Now let’s venture, if you dare, into the break room.

It is a bit like the kitchen section at a thrift store, but not nearly as nice as that. This is where all of the plastic cutlery goes to die. Mostly knives. There are a lot of plastic knives here, not so many forks. There is also the Keurig that was so popular just a few years ago that no one buys K-cups for anymore, the holder for the K-cups that sits empty on the counter collecting dust, a sandwich press, loose leaf tea (but no strainer to make it with), lots of coffee cups, lots of paper cups, paper plates and napkins from pizza lunches past, Tupperware containers that are missing their lids (so they are no longer containers, really) or lids that don’t have bottoms (also not really lids any more), maybe a crockpot, and some sort of plug-in grill. The microwave will work (sort-of), but it may be missing the spinny glass plate thing because someone broke it. The inside of the microwave will certainly be caked with splattered with food on the inside because no one heeds the angry sign that has been taped to the wall beside it saying “cover your food!.” There will be some inexplicable dirty dishes in the sink (How? Why?) There will be straws, sugar packets and a random assortment of sauces and condiments in every drawer, in no particular order.

Then there are the seasonal decorations.

I’m sure this comes as no surprise now that you are this far through this article, but I am a bit of a grinch in this area too. I like hospitals to look like hospitals, not like a craft store. That is just me. If you must put up seasonal decorations, keep it classy and minimal. Also, when the holiday is over TAKE THEM DOWN AND PUT THEM AWAY. Yes, I am yelling this part. 

Then, there are the sentimental items.

These are always hard to decide what to do with. The gifts, shared memories and pictures. Hopefully, you are now adept at deciding what you need to keep and what gifts and memories you can just keep in your heart, without the physical reminders of the time and place. One good rule of thumb is that if you would not proudly display this item in your living room, or pass it around to the different people that work at your hospital to display at home like the Stanley Cup, don’t put it up at work. What about all of the cards from clients? Well, that depends on how you feel about them. Pure KonMari would say that you take in the gratitude and the sentiment from this client taking the time to send you a card and then you let it go. However, some veterinarians really cherish these cards and like to go back to them on bad days because they spark joy. That is great. You have a few options: you can make a scrapbook of them for people to look over when they are on break, you can take pictures of them and make an electronic library of pictures and cards, or you can share them on your clinic Facebook group so that everyone gets to see them. But if you have faded cards taped (Again, taped!) to your wall that are from years ago, for pets that you don’t remember and addressed to veterinarians and staff who don’t even work there anymore, then displaying them is likely having the opposite effect than what was intended. It is just sad.

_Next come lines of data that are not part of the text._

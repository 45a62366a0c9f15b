//! Minimal PowerPoint package writer: one full-slide picture per slide.

use std::io::{Cursor, Write};
use zip::CompressionMethod;
use zip::ZipWriter;
use zip::write::SimpleFileOptions;

use super::ConvertError;
use super::pdf::RenderedPage;

/// Slide width in EMU (10 inches); the height follows the first page
const SLIDE_WIDTH_EMU: u64 = 9_144_000;
const DEFAULT_SLIDE_HEIGHT_EMU: u64 = 6_858_000;

const NS_P: &str = "http://schemas.openxmlformats.org/presentationml/2006/main";
const NS_A: &str = "http://schemas.openxmlformats.org/drawingml/2006/main";
const NS_R: &str = "http://schemas.openxmlformats.org/officeDocument/2006/relationships";
const NS_PKG_RELS: &str = "http://schemas.openxmlformats.org/package/2006/relationships";
const REL_BASE: &str = "http://schemas.openxmlformats.org/officeDocument/2006/relationships";

fn slide_height(pages: &[RenderedPage]) -> u64 {
    match pages.first() {
        Some(page) if page.width > 0 && page.height > 0 => {
            SLIDE_WIDTH_EMU * u64::from(page.height) / u64::from(page.width)
        }
        _ => DEFAULT_SLIDE_HEIGHT_EMU,
    }
}

/// Largest box with the page's aspect ratio that fits the slide, centered
fn fit_picture(page: &RenderedPage, slide_w: u64, slide_h: u64) -> (u64, u64, u64, u64) {
    if page.width == 0 || page.height == 0 {
        return (0, 0, slide_w, slide_h);
    }
    let (w, h) = (u64::from(page.width), u64::from(page.height));
    let (cx, cy) = if w * slide_h > h * slide_w {
        (slide_w, slide_w * h / w)
    } else {
        (slide_h * w / h, slide_h)
    };
    ((slide_w - cx) / 2, (slide_h - cy) / 2, cx, cy)
}

fn content_types(slides: usize) -> String {
    let mut overrides = String::new();
    for n in 1..=slides {
        overrides.push_str(&format!(
            r#"<Override PartName="/ppt/slides/slide{n}.xml" ContentType="application/vnd.openxmlformats-officedocument.presentationml.slide+xml"/>"#
        ));
    }
    format!(
        r#"<?xml version="1.0" encoding="UTF-8" standalone="yes"?>
<Types xmlns="http://schemas.openxmlformats.org/package/2006/content-types"><Default Extension="rels" ContentType="application/vnd.openxmlformats-package.relationships+xml"/><Default Extension="xml" ContentType="application/xml"/><Default Extension="png" ContentType="image/png"/><Override PartName="/ppt/presentation.xml" ContentType="application/vnd.openxmlformats-officedocument.presentationml.presentation.main+xml"/><Override PartName="/ppt/slideMasters/slideMaster1.xml" ContentType="application/vnd.openxmlformats-officedocument.presentationml.slideMaster+xml"/><Override PartName="/ppt/slideLayouts/slideLayout1.xml" ContentType="application/vnd.openxmlformats-officedocument.presentationml.slideLayout+xml"/><Override PartName="/ppt/theme/theme1.xml" ContentType="application/vnd.openxmlformats-officedocument.theme+xml"/>{overrides}</Types>"#
    )
}

fn root_rels() -> String {
    format!(
        r#"<?xml version="1.0" encoding="UTF-8" standalone="yes"?>
<Relationships xmlns="{NS_PKG_RELS}"><Relationship Id="rId1" Type="{REL_BASE}/officeDocument" Target="ppt/presentation.xml"/></Relationships>"#
    )
}

// rId1 is the master, rId2 the theme, slides start at rId3
fn presentation(slides: usize, slide_h: u64) -> String {
    let ids: String = (1..=slides)
        .map(|n| format!(r#"<p:sldId id="{}" r:id="rId{}"/>"#, 255 + n, n + 2))
        .collect();
    format!(
        r#"<?xml version="1.0" encoding="UTF-8" standalone="yes"?>
<p:presentation xmlns:a="{NS_A}" xmlns:r="{NS_R}" xmlns:p="{NS_P}"><p:sldMasterIdLst><p:sldMasterId id="2147483648" r:id="rId1"/></p:sldMasterIdLst><p:sldIdLst>{ids}</p:sldIdLst><p:sldSz cx="{SLIDE_WIDTH_EMU}" cy="{slide_h}"/><p:notesSz cx="6858000" cy="9144000"/></p:presentation>"#
    )
}

fn presentation_rels(slides: usize) -> String {
    let slide_rels: String = (1..=slides)
        .map(|n| {
            format!(
                r#"<Relationship Id="rId{}" Type="{REL_BASE}/slide" Target="slides/slide{n}.xml"/>"#,
                n + 2
            )
        })
        .collect();
    format!(
        r#"<?xml version="1.0" encoding="UTF-8" standalone="yes"?>
<Relationships xmlns="{NS_PKG_RELS}"><Relationship Id="rId1" Type="{REL_BASE}/slideMaster" Target="slideMasters/slideMaster1.xml"/><Relationship Id="rId2" Type="{REL_BASE}/theme" Target="theme/theme1.xml"/>{slide_rels}</Relationships>"#
    )
}

const EMPTY_SHAPE_TREE: &str = r#"<p:spTree><p:nvGrpSpPr><p:cNvPr id="1" name=""/><p:cNvGrpSpPr/><p:nvPr/></p:nvGrpSpPr><p:grpSpPr/></p:spTree>"#;

fn slide_master() -> String {
    format!(
        r#"<?xml version="1.0" encoding="UTF-8" standalone="yes"?>
<p:sldMaster xmlns:a="{NS_A}" xmlns:r="{NS_R}" xmlns:p="{NS_P}"><p:cSld>{EMPTY_SHAPE_TREE}</p:cSld><p:clrMap bg1="lt1" tx1="dk1" bg2="lt2" tx2="dk2" accent1="accent1" accent2="accent2" accent3="accent3" accent4="accent4" accent5="accent5" accent6="accent6" hlink="hlink" folHlink="folHlink"/><p:sldLayoutIdLst><p:sldLayoutId id="2147483649" r:id="rId1"/></p:sldLayoutIdLst></p:sldMaster>"#
    )
}

fn slide_master_rels() -> String {
    format!(
        r#"<?xml version="1.0" encoding="UTF-8" standalone="yes"?>
<Relationships xmlns="{NS_PKG_RELS}"><Relationship Id="rId1" Type="{REL_BASE}/slideLayout" Target="../slideLayouts/slideLayout1.xml"/><Relationship Id="rId2" Type="{REL_BASE}/theme" Target="../theme/theme1.xml"/></Relationships>"#
    )
}

fn slide_layout() -> String {
    format!(
        r#"<?xml version="1.0" encoding="UTF-8" standalone="yes"?>
<p:sldLayout xmlns:a="{NS_A}" xmlns:r="{NS_R}" xmlns:p="{NS_P}" type="blank" preserve="1"><p:cSld name="Blank">{EMPTY_SHAPE_TREE}</p:cSld><p:clrMapOvr><a:masterClrMapping/></p:clrMapOvr></p:sldLayout>"#
    )
}

fn slide_layout_rels() -> String {
    format!(
        r#"<?xml version="1.0" encoding="UTF-8" standalone="yes"?>
<Relationships xmlns="{NS_PKG_RELS}"><Relationship Id="rId1" Type="{REL_BASE}/slideMaster" Target="../slideMasters/slideMaster1.xml"/></Relationships>"#
    )
}

fn theme() -> String {
    let solid = r#"<a:solidFill><a:schemeClr val="phClr"/></a:solidFill>"#;
    let line = r#"<a:ln w="9525"><a:solidFill><a:schemeClr val="phClr"/></a:solidFill></a:ln>"#;
    let effect = "<a:effectStyle><a:effectLst/></a:effectStyle>";
    let colors = [
        ("dk1", "000000"),
        ("lt1", "FFFFFF"),
        ("dk2", "44546A"),
        ("lt2", "E7E6E6"),
        ("accent1", "4472C4"),
        ("accent2", "ED7D31"),
        ("accent3", "A5A5A5"),
        ("accent4", "FFC000"),
        ("accent5", "5B9BD5"),
        ("accent6", "70AD47"),
        ("hlink", "0563C1"),
        ("folHlink", "954F72"),
    ]
    .iter()
    .map(|(name, rgb)| format!(r#"<a:{name}><a:srgbClr val="{rgb}"/></a:{name}>"#))
    .collect::<String>();
    let fonts = r#"<a:latin typeface="Calibri"/><a:ea typeface=""/><a:cs typeface=""/>"#;

    format!(
        r#"<?xml version="1.0" encoding="UTF-8" standalone="yes"?>
<a:theme xmlns:a="{NS_A}" name="Office Theme"><a:themeElements><a:clrScheme name="Office">{colors}</a:clrScheme><a:fontScheme name="Office"><a:majorFont>{fonts}</a:majorFont><a:minorFont>{fonts}</a:minorFont></a:fontScheme><a:fmtScheme name="Office"><a:fillStyleLst>{solid}{solid}{solid}</a:fillStyleLst><a:lnStyleLst>{line}{line}{line}</a:lnStyleLst><a:effectStyleLst>{effect}{effect}{effect}</a:effectStyleLst><a:bgFillStyleLst>{solid}{solid}{solid}</a:bgFillStyleLst></a:fmtScheme></a:themeElements></a:theme>"#
    )
}

fn slide(n: usize, (x, y, cx, cy): (u64, u64, u64, u64)) -> String {
    format!(
        r#"<?xml version="1.0" encoding="UTF-8" standalone="yes"?>
<p:sld xmlns:a="{NS_A}" xmlns:r="{NS_R}" xmlns:p="{NS_P}"><p:cSld><p:spTree><p:nvGrpSpPr><p:cNvPr id="1" name=""/><p:cNvGrpSpPr/><p:nvPr/></p:nvGrpSpPr><p:grpSpPr/><p:pic><p:nvPicPr><p:cNvPr id="2" name="Page {n}"/><p:cNvPicPr><a:picLocks noChangeAspect="1"/></p:cNvPicPr><p:nvPr/></p:nvPicPr><p:blipFill><a:blip r:embed="rId2"/><a:stretch><a:fillRect/></a:stretch></p:blipFill><p:spPr><a:xfrm><a:off x="{x}" y="{y}"/><a:ext cx="{cx}" cy="{cy}"/></a:xfrm><a:prstGeom prst="rect"><a:avLst/></a:prstGeom></p:spPr></p:pic></p:spTree></p:cSld><p:clrMapOvr><a:masterClrMapping/></p:clrMapOvr></p:sld>"#
    )
}

fn slide_rels(n: usize) -> String {
    format!(
        r#"<?xml version="1.0" encoding="UTF-8" standalone="yes"?>
<Relationships xmlns="{NS_PKG_RELS}"><Relationship Id="rId1" Type="{REL_BASE}/slideLayout" Target="../slideLayouts/slideLayout1.xml"/><Relationship Id="rId2" Type="{REL_BASE}/image" Target="../media/image{n}.png"/></Relationships>"#
    )
}

/// Build a `.pptx` holding one slide per page image
pub fn build_pptx(pages: &[RenderedPage]) -> Result<Vec<u8>, ConvertError> {
    if pages.is_empty() {
        return Err(ConvertError::EmptyInput("the PDF has no pages".to_string()));
    }

    let slide_h = slide_height(pages);
    let mut parts: Vec<(String, Vec<u8>)> = vec![
        ("[Content_Types].xml".to_string(), content_types(pages.len()).into_bytes()),
        ("_rels/.rels".to_string(), root_rels().into_bytes()),
        ("ppt/presentation.xml".to_string(), presentation(pages.len(), slide_h).into_bytes()),
        ("ppt/_rels/presentation.xml.rels".to_string(), presentation_rels(pages.len()).into_bytes()),
        ("ppt/slideMasters/slideMaster1.xml".to_string(), slide_master().into_bytes()),
        ("ppt/slideMasters/_rels/slideMaster1.xml.rels".to_string(), slide_master_rels().into_bytes()),
        ("ppt/slideLayouts/slideLayout1.xml".to_string(), slide_layout().into_bytes()),
        ("ppt/slideLayouts/_rels/slideLayout1.xml.rels".to_string(), slide_layout_rels().into_bytes()),
        ("ppt/theme/theme1.xml".to_string(), theme().into_bytes()),
    ];

    for (i, page) in pages.iter().enumerate() {
        let n = i + 1;
        let frame = fit_picture(page, SLIDE_WIDTH_EMU, slide_h);
        parts.push((format!("ppt/slides/slide{n}.xml"), slide(n, frame).into_bytes()));
        parts.push((format!("ppt/slides/_rels/slide{n}.xml.rels"), slide_rels(n).into_bytes()));
        parts.push((format!("ppt/media/image{n}.png"), page.png.clone()));
    }

    let archive_error = |e: zip::result::ZipError| ConvertError::Archive(e.to_string());
    let options = SimpleFileOptions::default().compression_method(CompressionMethod::Deflated);
    let mut zip = ZipWriter::new(Cursor::new(Vec::new()));
    for (name, bytes) in parts {
        zip.start_file(name, options).map_err(archive_error)?;
        zip.write_all(&bytes)
            .map_err(|e| ConvertError::Archive(e.to_string()))?;
    }
    let cursor = zip.finish().map_err(archive_error)?;

    log::debug!("built PPTX with {} slide(s)", pages.len());
    Ok(cursor.into_inner())
}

Maybe you are so busy that you don’t even notice all of the clutter, or that you don’t have time to deal with it. Maybe you think that you don’t care about the clutter. Subconsciously, I promise that you are noticing it and it is affecting you. It is making your hectic days feel more hectic because to some, clutter is like visual noise. It is affecting your mood. It is making you feel busier and less calm. Now take a deep breath and imagine what your hospital could look like without all of the clutter. Clean countertops, organized shelves, drawers with the items you need at your fingertips, and the ability to sit down and just work.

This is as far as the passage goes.